WHAT IS BEING ASKED: Copy out each line of the data below in which the string "collect" appears.

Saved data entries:
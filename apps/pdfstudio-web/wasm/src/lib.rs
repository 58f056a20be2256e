//! WASM bindings for PDF Studio
//!
//! Document state lives in Rust; JavaScript renders pages with PDF.js,
//! positions the overlay text boxes and handles file I/O.
//!
//! ## Usage (JavaScript)
//!
//! ```javascript
//! import init, { EditSession, extractPages } from './pkg/pdfstudio_wasm.js';
//!
//! await init();
//!
//! const session = new EditSession();
//! session.load(bytes);
//! const restored = session.nextPage(JSON.stringify(overlayAnnotations));
//! const edited = session.commitEdits(JSON.stringify(overlayAnnotations));
//! download(edited, session.lastOutputName);
//!
//! const pages = extractPages(bytes, "2-5");
//! ```

pub mod edit_session;

use edit_session::to_js;
use pdfstudio_core::config::{UploadConfig, WatermarkConfig};
use pdfstudio_core::{tools, ToolCommand, ToolResult};
use wasm_bindgen::prelude::*;

pub use edit_session::WasmEditSession;

/// Initialize the WASM module
/// Called automatically by wasm-bindgen
#[wasm_bindgen(start)]
pub fn init() {
    console_error_panic_hook::set_once();
}

/// Get the library version
#[wasm_bindgen]
pub fn get_version() -> String {
    env!("CARGO_PKG_VERSION").to_string()
}

/// Page count, version, encryption and metadata of an upload
#[wasm_bindgen(js_name = getPdfInfo)]
pub fn get_pdf_info(bytes: &[u8]) -> Result<JsValue, JsValue> {
    let info = pdfstudio_core::validate_pdf(bytes, UploadConfig::default().max_size_mb)
        .map_err(to_js)?;

    serde_wasm_bindgen::to_value(&info)
        .map_err(|e| JsValue::from_str(&format!("Serialization error: {}", e)))
}

/// Zero-based indices selected by "3" or "2-5"
#[wasm_bindgen(js_name = parsePageSelector)]
pub fn parse_page_selector(input: &str, page_count: u32) -> Result<Vec<u32>, JsValue> {
    pdfstudio_core::parse_page_selector(input, page_count as usize)
        .map(|indices| indices.into_iter().map(|i| i as u32).collect())
        .map_err(to_js)
}

/// Merge an array of Uint8Arrays in order
#[wasm_bindgen(js_name = mergePdfs)]
pub fn merge_pdfs(files: js_sys::Array) -> Result<Vec<u8>, JsValue> {
    let inputs: Vec<Vec<u8>> = files
        .iter()
        .map(|file| js_sys::Uint8Array::new(&file).to_vec())
        .collect();
    tools::merge(&inputs).map(|o| o.bytes).map_err(to_js)
}

#[wasm_bindgen(js_name = extractPages)]
pub fn extract_pages(bytes: &[u8], range: &str) -> Result<Vec<u8>, JsValue> {
    tools::extract(bytes, range).map(|o| o.bytes).map_err(to_js)
}

#[wasm_bindgen(js_name = deletePage)]
pub fn delete_page(bytes: &[u8], page: &str) -> Result<Vec<u8>, JsValue> {
    tools::delete_page(bytes, page).map(|o| o.bytes).map_err(to_js)
}

#[wasm_bindgen(js_name = rotatePages)]
pub fn rotate_pages(bytes: &[u8], degrees: i32) -> Result<Vec<u8>, JsValue> {
    tools::rotate(bytes, degrees as i64).map(|o| o.bytes).map_err(to_js)
}

#[wasm_bindgen(js_name = addWatermark)]
pub fn add_watermark(bytes: &[u8], text: &str) -> Result<Vec<u8>, JsValue> {
    tools::watermark(bytes, text, &WatermarkConfig::default())
        .map(|o| o.bytes)
        .map_err(to_js)
}

#[wasm_bindgen(js_name = addPageNumbers)]
pub fn add_page_numbers(bytes: &[u8]) -> Result<Vec<u8>, JsValue> {
    tools::page_numbers(bytes).map(|o| o.bytes).map_err(to_js)
}

#[wasm_bindgen(js_name = setMetadata)]
pub fn set_metadata(
    bytes: &[u8],
    title: Option<String>,
    author: Option<String>,
) -> Result<Vec<u8>, JsValue> {
    tools::set_metadata(bytes, title.as_deref(), author.as_deref())
        .map(|o| o.bytes)
        .map_err(to_js)
}

#[wasm_bindgen(js_name = insertBlankPage)]
pub fn insert_blank_page(bytes: &[u8], after: u32) -> Result<Vec<u8>, JsValue> {
    tools::insert_blank_page(bytes, after as usize)
        .map(|o| o.bytes)
        .map_err(to_js)
}

#[wasm_bindgen(js_name = imageToPdf)]
pub fn image_to_pdf(bytes: &[u8]) -> Result<Vec<u8>, JsValue> {
    tools::image_to_pdf(bytes).map(|o| o.bytes).map_err(to_js)
}

/// Run a JSON `ToolCommand` and return a JSON `ToolResult`
#[wasm_bindgen(js_name = runTool)]
pub fn run_tool(command_json: &str) -> String {
    run_tool_internal(command_json)
}

pub fn run_tool_internal(command_json: &str) -> String {
    let result = match serde_json::from_str::<ToolCommand>(command_json) {
        Ok(command) => ToolResult::from_command(&command),
        Err(e) => ToolResult {
            success: false,
            file_name: None,
            data: None,
            error: Some(format!("Invalid command: {}", e)),
            metrics: None,
        },
    };
    serde_json::to_string(&result).unwrap_or_else(|e| {
        format!(r#"{{"success":false,"error":"Serialization error: {}"}}"#, e)
    })
}

/// Format bytes as human-readable string
#[wasm_bindgen]
pub fn format_bytes(bytes: usize) -> String {
    const KB: usize = 1024;
    const MB: usize = KB * 1024;

    if bytes < KB {
        format!("{} B", bytes)
    } else if bytes < MB {
        format!("{:.1} KB", bytes as f64 / KB as f64)
    } else {
        format!("{:.1} MB", bytes as f64 / MB as f64)
    }
}
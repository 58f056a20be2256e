//! Upload validation and document info
//!
//! Checks run before a file reaches a tool: size limit, magic bytes and,
//! for PDFs, a full parse with at least one page.

use crate::engine::decode_text_string;
use crate::error::PdfStudioError;
use crate::image::ImageKind;
use lopdf::{Document, Object};
use serde::Serialize;

const BYTES_PER_MB: u64 = 1024 * 1024;

#[derive(Debug, Clone, Serialize, Default, PartialEq)]
pub struct PdfInfo {
    pub page_count: usize,
    /// Header version, e.g. "1.7"
    pub version: String,
    /// Encrypted files are reported, not rejected; only unlock can use them
    pub encrypted: bool,
    pub size_bytes: usize,
    pub title: Option<String>,
    pub author: Option<String>,
}

/// Reject empty uploads and uploads over `max_size_mb`, without parsing them
pub fn check_upload_size(bytes: &[u8], max_size_mb: u64) -> Result<(), PdfStudioError> {
    if bytes.is_empty() {
        return Err(PdfStudioError::InvalidInput("File is empty".into()));
    }
    if bytes.len() as u64 > max_size_mb.saturating_mul(BYTES_PER_MB) {
        return Err(PdfStudioError::InvalidInput(format!(
            "File is larger than {} MB",
            max_size_mb
        )));
    }
    Ok(())
}

/// Validate a PDF upload and extract basic info
pub fn validate_pdf(bytes: &[u8], max_size_mb: u64) -> Result<PdfInfo, PdfStudioError> {
    check_upload_size(bytes, max_size_mb)?;
    if bytes.len() < 8 || !bytes.starts_with(b"%PDF-") {
        return Err(PdfStudioError::InvalidInput(
            "Not a valid PDF file (missing %PDF- header)".into(),
        ));
    }

    let document = Document::load_mem(bytes)
        .map_err(|e| PdfStudioError::DocumentLoad(format!("Failed to parse PDF: {}", e)))?;

    let page_count = document.get_pages().len();
    if page_count == 0 {
        return Err(PdfStudioError::DocumentLoad("PDF has no pages".into()));
    }

    Ok(PdfInfo {
        page_count,
        version: header_version(bytes),
        encrypted: document.is_encrypted(),
        size_bytes: bytes.len(),
        title: info_entry(&document, b"Title"),
        author: info_entry(&document, b"Author"),
    })
}

/// Accept JPEG and PNG uploads by magic bytes
pub fn validate_image(bytes: &[u8], max_size_mb: u64) -> Result<ImageKind, PdfStudioError> {
    check_upload_size(bytes, max_size_mb)?;
    ImageKind::sniff(bytes).ok_or_else(|| {
        PdfStudioError::InvalidInput("Only JPEG and PNG images are supported".into())
    })
}

fn header_version(bytes: &[u8]) -> String {
    std::str::from_utf8(&bytes[5..8])
        .map(|v| v.trim().to_string())
        .unwrap_or_else(|_| "1.4".to_string())
}

fn info_entry(document: &Document, key: &[u8]) -> Option<String> {
    let info_id = document.trailer.get(b"Info").and_then(Object::as_reference).ok()?;
    let info = document.get_object(info_id).and_then(Object::as_dict).ok()?;
    let text = decode_text_string(info.get(key).and_then(Object::as_str).ok()?);
    (!text.is_empty()).then_some(text)
}

#[cfg(test)]
mod tests {
    use super::*;
    use crate::engine::PdfDocument;
    use crate::image::test_images;
    use crate::test_support::create_test_pdf;

    #[test]
    fn test_valid_pdf() {
        let pdf = create_test_pdf(3);
        let info = validate_pdf(&pdf, 50).unwrap();
        assert_eq!(info.page_count, 3);
        assert_eq!(info.version, "1.7");
        assert!(!info.encrypted);
        assert_eq!(info.size_bytes, pdf.len());
        assert_eq!(info.title, None);
    }

    #[test]
    fn test_metadata_is_reported() {
        let mut doc = PdfDocument::load(&create_test_pdf(1)).unwrap();
        doc.set_metadata(Some("Quarterly Report"), Some("Zoë")).unwrap();
        let bytes = doc.save().unwrap();

        let info = validate_pdf(&bytes, 50).unwrap();
        assert_eq!(info.title.as_deref(), Some("Quarterly Report"));
        assert_eq!(info.author.as_deref(), Some("Zoë"));
    }

    #[test]
    fn test_missing_header() {
        let result = validate_pdf(b"<html><body>nope</body></html>", 50);
        assert!(matches!(result, Err(PdfStudioError::InvalidInput(_))));
    }

    #[test]
    fn test_truncated_pdf() {
        let pdf = create_test_pdf(2);
        let result = validate_pdf(&pdf[..40], 50);
        assert!(matches!(result, Err(PdfStudioError::DocumentLoad(_))));
    }

    #[test]
    fn test_size_limit() {
        let big = vec![b'%'; (BYTES_PER_MB + 1) as usize];
        assert!(matches!(validate_pdf(&big, 1), Err(PdfStudioError::InvalidInput(_))));
        assert!(matches!(validate_pdf(&[], 50), Err(PdfStudioError::InvalidInput(_))));
    }

    #[test]
    fn test_upload_size_saturates_for_huge_limits() {
        assert!(check_upload_size(b"%PDF-encrypted", u64::MAX).is_ok());
        assert!(check_upload_size(&[0u8; 16], 0).is_err());
    }

    #[test]
    fn test_validate_image() {
        let jpeg = test_images::jpeg_header(4, 4, 3);
        assert_eq!(validate_image(&jpeg, 50).unwrap(), ImageKind::Jpeg);

        let png = test_images::png(1, 1, png::ColorType::Grayscale, &[0]);
        assert_eq!(validate_image(&png, 50).unwrap(), ImageKind::Png);

        assert!(matches!(
            validate_image(b"GIF89a....", 50),
            Err(PdfStudioError::InvalidInput(_))
        ));
    }
}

YOUR RESPONSE:
        .map(|indices| indices.into_iter().map(|i| i as u32).collect())
        .collect();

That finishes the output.